Historically, breast cancer incidence rates in the United States have been 4–7 times higher than in Asian populations . This differential in rates has continued during more recent years, with age-standardized incidence rates 2–4 times higher in U.S. white women than in Asian women . When Asian women migrate to the United States, their breast cancer rates rise and continue to rise in subsequent generations to the level of rates in white women living in the United States . It is widely accepted that potentially modifiable exposures related to lifestyle or environment rather than genetics explain the international differences in breast cancer risk.

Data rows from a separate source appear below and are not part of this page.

//! The orchestrator tying the pipeline together: capability check, heap
//! reset, compile, reduce to strong normal form, extract. Every call ends in
//! one of two outcomes: success, with the host sink populated and the
//! statistics bumped, or fallback, with the sink untouched and the caller
//! expected to re-evaluate with the standard evaluator. No error of any kind
//! escapes past this module.

use std::panic::{catch_unwind, AssertUnwindSafe};

use serde::Serialize;
use tracing::debug;

use crate::compile::analyze::Analyzer;
use crate::compile::{CompileError, Compiler};
use crate::encode::{AccessorRegistry, StringTable};
use crate::extract::{ExtractError, Extractor};
use crate::lang::ast::Expr;
use crate::lang::symbol::SymbolTable;
use crate::lang::value::{Env, Value};
use crate::net::{NetError, Runtime, RuntimeOptions};

/// Cumulative, read-only observability counters. Not part of the
/// correctness contract.
#[derive(Clone, Default, Serialize)]
pub struct Stats {
    /// Expressions successfully compiled to a term graph.
    pub compilations: u64,
    /// Evaluations that produced a host value.
    pub evaluations: u64,
    /// Attempts resolved by falling back to the standard evaluator.
    pub fallbacks: u64,
    /// Interactions carried out across all evaluations.
    pub interactions: u64,
    /// Heap words consumed across all evaluations.
    pub heap_words: u64,
}

impl Stats {
    pub fn show(&self) -> String {
        format!(
            "\
            \tCompilations: {}\n\
            \tEvaluations: {}\n\
            \tFallbacks: {}\n\
            \tInteractions: {}\n\
            \tHeap words: {}\n\
        ",
            self.compilations, self.evaluations, self.fallbacks, self.interactions, self.heap_words,
        )
    }
}

enum Failure {
    Compile(CompileError),
    Net(NetError),
    Extract(ExtractError),
}

impl std::fmt::Display for Failure {
    fn fmt(&self, f: &mut std::fmt::Formatter<'_>) -> std::fmt::Result {
        match self {
            Failure::Compile(e) => write!(f, "compile: {}", e),
            Failure::Net(e) => write!(f, "reduce: {}", e),
            Failure::Extract(e) => write!(f, "extract: {}", e),
        }
    }
}

/// The alternative evaluator backend. Owns the runtime, the interning
/// tables (which persist across evaluations), and the statistics. One
/// backend per thread; nothing here is synchronized.
pub struct NetBackend {
    runtime: Runtime,
    symbols: SymbolTable,
    strings: StringTable,
    accessors: AccessorRegistry,
    stats: Stats,
}

impl Default for NetBackend {
    fn default() -> Self {
        Self::new()
    }
}

impl NetBackend {
    pub fn new() -> Self {
        Self::with_options(RuntimeOptions::default())
    }

    pub fn with_options(options: RuntimeOptions) -> Self {
        Self {
            runtime: Runtime::new(options),
            symbols: SymbolTable::new(),
            strings: StringTable::new(),
            accessors: AccessorRegistry::new(),
            stats: Stats::default(),
        }
    }

    /// The symbol table shared with the host; expressions handed to this
    /// backend must intern their names here.
    pub fn symbols(&self) -> &SymbolTable {
        &self.symbols
    }

    pub fn symbols_mut(&mut self) -> &mut SymbolTable {
        &mut self.symbols
    }

    pub fn stats(&self) -> &Stats {
        &self.stats
    }

    /// Pure query: would the compiler accept this expression? Safe to call
    /// repeatedly, no side effects.
    pub fn can_evaluate(&self, expr: &Expr) -> bool {
        Analyzer::new(&self.symbols).can_compile(expr, &mut Vec::new())
    }

    /// Compiles, reduces and extracts `expr` into `result`. On `true` the
    /// sink holds the fully evaluated value, owned fresh. On `false` the
    /// sink is untouched: extraction goes through a temporary and is moved
    /// only on full success.
    pub fn try_evaluate(&mut self, expr: &Expr, _env: &Env, result: &mut Value) -> bool {
        if !self.can_evaluate(expr) {
            debug!("net backend fallback: rejected by capability check");
            self.stats.fallbacks += 1;
            return false;
        }

        self.runtime.reset();
        let outcome = catch_unwind(AssertUnwindSafe(|| self.evaluate(expr)));

        self.stats.interactions += self.runtime.rewrites.total();
        self.stats.heap_words += self.runtime.heap_used() as u64;

        match outcome {
            Ok(Ok(value)) => {
                self.stats.evaluations += 1;
                *result = value;
                true
            }
            Ok(Err(failure)) => {
                debug!(%failure, "net backend fallback");
                self.stats.fallbacks += 1;
                false
            }
            Err(_) => {
                debug!("net backend fallback: evaluation panicked");
                self.stats.fallbacks += 1;
                false
            }
        }
    }

    fn evaluate(&mut self, expr: &Expr) -> Result<Value, Failure> {
        let root = {
            let mut compiler = Compiler::new(
                &mut self.runtime,
                &self.symbols,
                &mut self.strings,
                &mut self.accessors,
            );
            compiler.compile(expr).map_err(Failure::Compile)?
        };
        self.stats.compilations += 1;

        let root = self.runtime.evaluate_snf(root).map_err(Failure::Net)?;

        let mut extractor = Extractor {
            rt: &mut self.runtime,
            symbols: &self.symbols,
            strings: &self.strings,
            accessors: &self.accessors,
        };
        if !extractor.can_extract(root) {
            return Err(Failure::Extract(ExtractError::UnsupportedShape));
        }
        extractor.extract(root).map_err(Failure::Extract)
    }
}
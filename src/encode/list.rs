use super::tag;
use crate::net::{NetError, Runtime, Term};

/// `Lst{length, spine}` over a `Nil | Con{head, tail}` spine. The length is
/// cached so queries stay O(1); concatenation rebuilds only the cons cells
/// and recomputes the cached length as the sum of both operands.
pub fn build(rt: &mut Runtime, elements: &[Term]) -> Result<Term, NetError> {
    let mut spine = Term::ctr0(tag::NIL);
    for element in elements.iter().rev() {
        spine = rt.ctr_node(tag::CON, &[*element, spine])?;
    }
    rt.ctr_node(tag::LST, &[Term::num(elements.len() as u32), spine])
}

#[cfg(test)]
mod tests {
    use super::*;
    use crate::net::{RuntimeOptions, Tag};

    #[test]
    fn spine_preserves_order_and_caches_length() {
        let mut rt = Runtime::new(RuntimeOptions::default());
        let list = build(&mut rt, &[Term::num(1), Term::num(2), Term::num(3)]).unwrap();
        assert_eq!(list.ext(), tag::LST);
        assert_eq!(rt.get(list.slot()).val(), 3);
        let mut spine = rt.get(list.slot().offset(1));
        let mut seen = vec![];
        while spine.ext() == tag::CON {
            seen.push(rt.get(spine.slot()).val());
            spine = rt.get(spine.slot().offset(1));
        }
        assert_eq!(spine.ext(), tag::NIL);
        assert_eq!(seen, vec![1, 2, 3]);
    }

    #[test]
    fn empty_list_is_a_bare_nil_spine() {
        let mut rt = Runtime::new(RuntimeOptions::default());
        let list = build(&mut rt, &[]).unwrap();
        assert_eq!(rt.get(list.slot()).val(), 0);
        assert_eq!(rt.get(list.slot().offset(1)).tag(), Tag::Ctr);
        assert_eq!(rt.get(list.slot().offset(1)).ext(), tag::NIL);
    }
}
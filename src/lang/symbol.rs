use arcstr::ArcStr;
use indexmap::IndexSet;

/// An interned identifier. The wrapped index doubles as the attribute key ID
/// inside the net, so the canonical ordering of attribute spines is the
/// interning order of their keys.
#[derive(Clone, Copy, Debug, PartialEq, Eq, Hash, PartialOrd, Ord)]
pub struct Symbol(pub(crate) u32);

impl Symbol {
    pub fn id(self) -> u32 {
        self.0
    }
}

/// Append-only interning table mapping names to stable [`Symbol`]s. Once
/// assigned, an ID never changes and never aliases a different name; the
/// table lives for the whole backend lifetime, across heap resets.
#[derive(Default)]
pub struct SymbolTable {
    names: IndexSet<ArcStr>,
}

impl SymbolTable {
    pub fn new() -> Self {
        Self::default()
    }

    pub fn intern(&mut self, name: &str) -> Symbol {
        if let Some(index) = self.names.get_index_of(name) {
            return Symbol(index as u32);
        }
        let (index, _) = self.names.insert_full(ArcStr::from(name));
        Symbol(index as u32)
    }

    pub fn resolve(&self, symbol: Symbol) -> &str {
        self.names
            .get_index(symbol.0 as usize)
            .map(|s| s.as_str())
            .unwrap_or("")
    }

    pub(crate) fn from_id(&self, id: u32) -> Option<Symbol> {
        if (id as usize) < self.names.len() {
            Some(Symbol(id))
        } else {
            None
        }
    }

    pub fn len(&self) -> usize {
        self.names.len()
    }

    pub fn is_empty(&self) -> bool {
        self.names.is_empty()
    }
}

#[cfg(test)]
mod tests {
    use super::*;

    #[test]
    fn interning_is_stable() {
        let mut table = SymbolTable::new();
        let a = table.intern("alpha");
        let b = table.intern("beta");
        assert_ne!(a, b);
        assert_eq!(table.intern("alpha"), a);
        assert_eq!(table.resolve(b), "beta");
        // interning more names never disturbs earlier IDs
        for i in 0..100 {
            table.intern(&format!("extra{}", i));
        }
        assert_eq!(table.intern("alpha"), a);
        assert_eq!(table.intern("beta"), b);
    }
}
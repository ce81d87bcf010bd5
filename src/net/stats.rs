use serde::Serialize;

/// Per-rule interaction counters, reset together with the heap and folded
/// into the backend's cumulative statistics after each evaluation.
#[derive(Clone, Default, Serialize)]
pub struct Rewrites {
    pub app_lam: u64,
    pub app_sup: u64,
    pub dup_copy: u64,
    pub dup_ctr: u64,
    pub dup_lam: u64,
    pub annihilate: u64,
    pub commute: u64,
    pub mat: u64,
    pub op2: u64,
}

impl Rewrites {
    pub fn total(&self) -> u64 {
        self.app_lam
            + self.app_sup
            + self.dup_copy
            + self.dup_ctr
            + self.dup_lam
            + self.annihilate
            + self.commute
            + self.mat
            + self.op2
    }

    pub fn show(&self) -> String {
        format!(
            "\
            \tApply: {}\n\
            \tApply/fork: {}\n\
            \tCopy: {}\n\
            \tCopy constructor: {}\n\
            \tCopy lambda: {}\n\
            \tAnnihilate: {}\n\
            \tCommute: {}\n\
            \tMatch: {}\n\
            \tArithmetic: {}\n\
            \tTotal: {}\n\
        ",
            self.app_lam,
            self.app_sup,
            self.dup_copy,
            self.dup_ctr,
            self.dup_lam,
            self.annihilate,
            self.commute,
            self.mat,
            self.op2,
            self.total(),
        )
    }

    pub fn clear(&mut self) {
        *self = Rewrites::default();
    }
}

#[cfg(test)]
mod tests {
    use super::*;

    #[test]
    fn total_sums_every_rule() {
        let mut r = Rewrites::default();
        r.app_lam = 3;
        r.mat = 2;
        r.op2 = 1;
        assert_eq!(r.total(), 6);
        r.clear();
        assert_eq!(r.total(), 0);
    }
}
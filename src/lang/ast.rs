use arcstr::ArcStr;

use super::symbol::Symbol;
use super::value::Accessor;

/// The expression language, as a closed sum type. The parser producing these
/// nodes lives in the host; the backend only reads them. Every variant the
/// capability analyzer and the emitter dispatch on is listed here, so the two
/// stay in lock-step through exhaustive matching.
pub enum Expr {
    Int(i64),
    Float(f64),
    Str(ArcStr),
    Path {
        accessor: Accessor,
        path: ArcStr,
    },
    Var(Symbol),
    Select {
        subject: Box<Expr>,
        path: Vec<AttrName>,
        fallback: Option<Box<Expr>>,
    },
    HasAttr {
        subject: Box<Expr>,
        path: Vec<AttrName>,
    },
    Attrs(AttrSet),
    List(Vec<Expr>),
    Lambda(Lambda),
    Call {
        function: Box<Expr>,
        arguments: Vec<Expr>,
    },
    Let {
        bindings: Bindings,
        body: Box<Expr>,
    },
    With {
        namespace: Box<Expr>,
        body: Box<Expr>,
    },
    If {
        condition: Box<Expr>,
        then: Box<Expr>,
        otherwise: Box<Expr>,
    },
    Assert {
        condition: Box<Expr>,
        body: Box<Expr>,
    },
    Not(Box<Expr>),
    Eq(Box<Expr>, Box<Expr>),
    Ne(Box<Expr>, Box<Expr>),
    And(Box<Expr>, Box<Expr>),
    Or(Box<Expr>, Box<Expr>),
    Impl(Box<Expr>, Box<Expr>),
    Update(Box<Expr>, Box<Expr>),
    ConcatLists(Box<Expr>, Box<Expr>),
    /// The parser folds both `+` chains and `"..${..}.."` interpolation into
    /// this node; `force_string` is set for interpolation, where the result
    /// is a string no matter what the first part looks like.
    ConcatStrings {
        force_string: bool,
        parts: Vec<Expr>,
    },
}

/// One attribute-path segment. Only statically known names compile; a
/// dynamic segment is grounds for rejection.
pub enum AttrName {
    Static(Symbol),
    Dynamic(Box<Expr>),
}

pub struct AttrSet {
    pub recursive: bool,
    pub bindings: Bindings,
    /// `${computed} = value;` entries. Never compiled.
    pub dynamic: Vec<(Expr, Expr)>,
}

/// The binding block shared by `let` and attribute sets: plain definitions,
/// `inherit name;`, and `inherit (from) name;` entries. The `from`
/// expressions are stored once per group and evaluated once each, however
/// many names are pulled out of them.
pub struct Bindings {
    pub inherit_from: Vec<Expr>,
    pub entries: Vec<Binding>,
}

pub struct Binding {
    pub name: Symbol,
    pub value: BindingValue,
}

pub enum BindingValue {
    Plain(Expr),
    /// `inherit name;` — rebinds the name from the enclosing scope.
    Inherited,
    /// `inherit (from) name;` — index into [`Bindings::inherit_from`].
    InheritedFrom(usize),
}

pub struct Lambda {
    pub param: Param,
    pub body: Box<Expr>,
}

pub enum Param {
    Simple(Symbol),
    Formals {
        /// `args @ { ... }` binding, if any.
        binding: Option<Symbol>,
        formals: Vec<Formal>,
        ellipsis: bool,
    },
}

pub struct Formal {
    pub name: Symbol,
    pub default: Option<Expr>,
}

A previous analysis of data from this population-based study of Asian-American women  found a 6-fold gradient in risk for migration history, a composite measure of acculturation to Western lifestyles based on the birthplace of the subject and her grandparents, length of residence in the West (US and Europe), and urban or rural residence while in the East (Asia). Previous investigations of the data from this study explored whether the relationship between migration patterns and breast cancer risks could be explained by menstrual and reproductive factors, oral contraceptive use, weight and height, or soy intake [4–6]; but none of these factors explained a substantial fraction of the gradient in risk. In this paper, we examine the contribution of alcohol, particularly low levels of intake, and smoking to breast cancer incidence in these Asian-American women and explore whether these factors might contribute to the rapid rise in breast cancer rates observed among Asian migrants to the U.S. We consider both the strength of the association with alcohol intake and smoking and the differences in exposure by place of birth.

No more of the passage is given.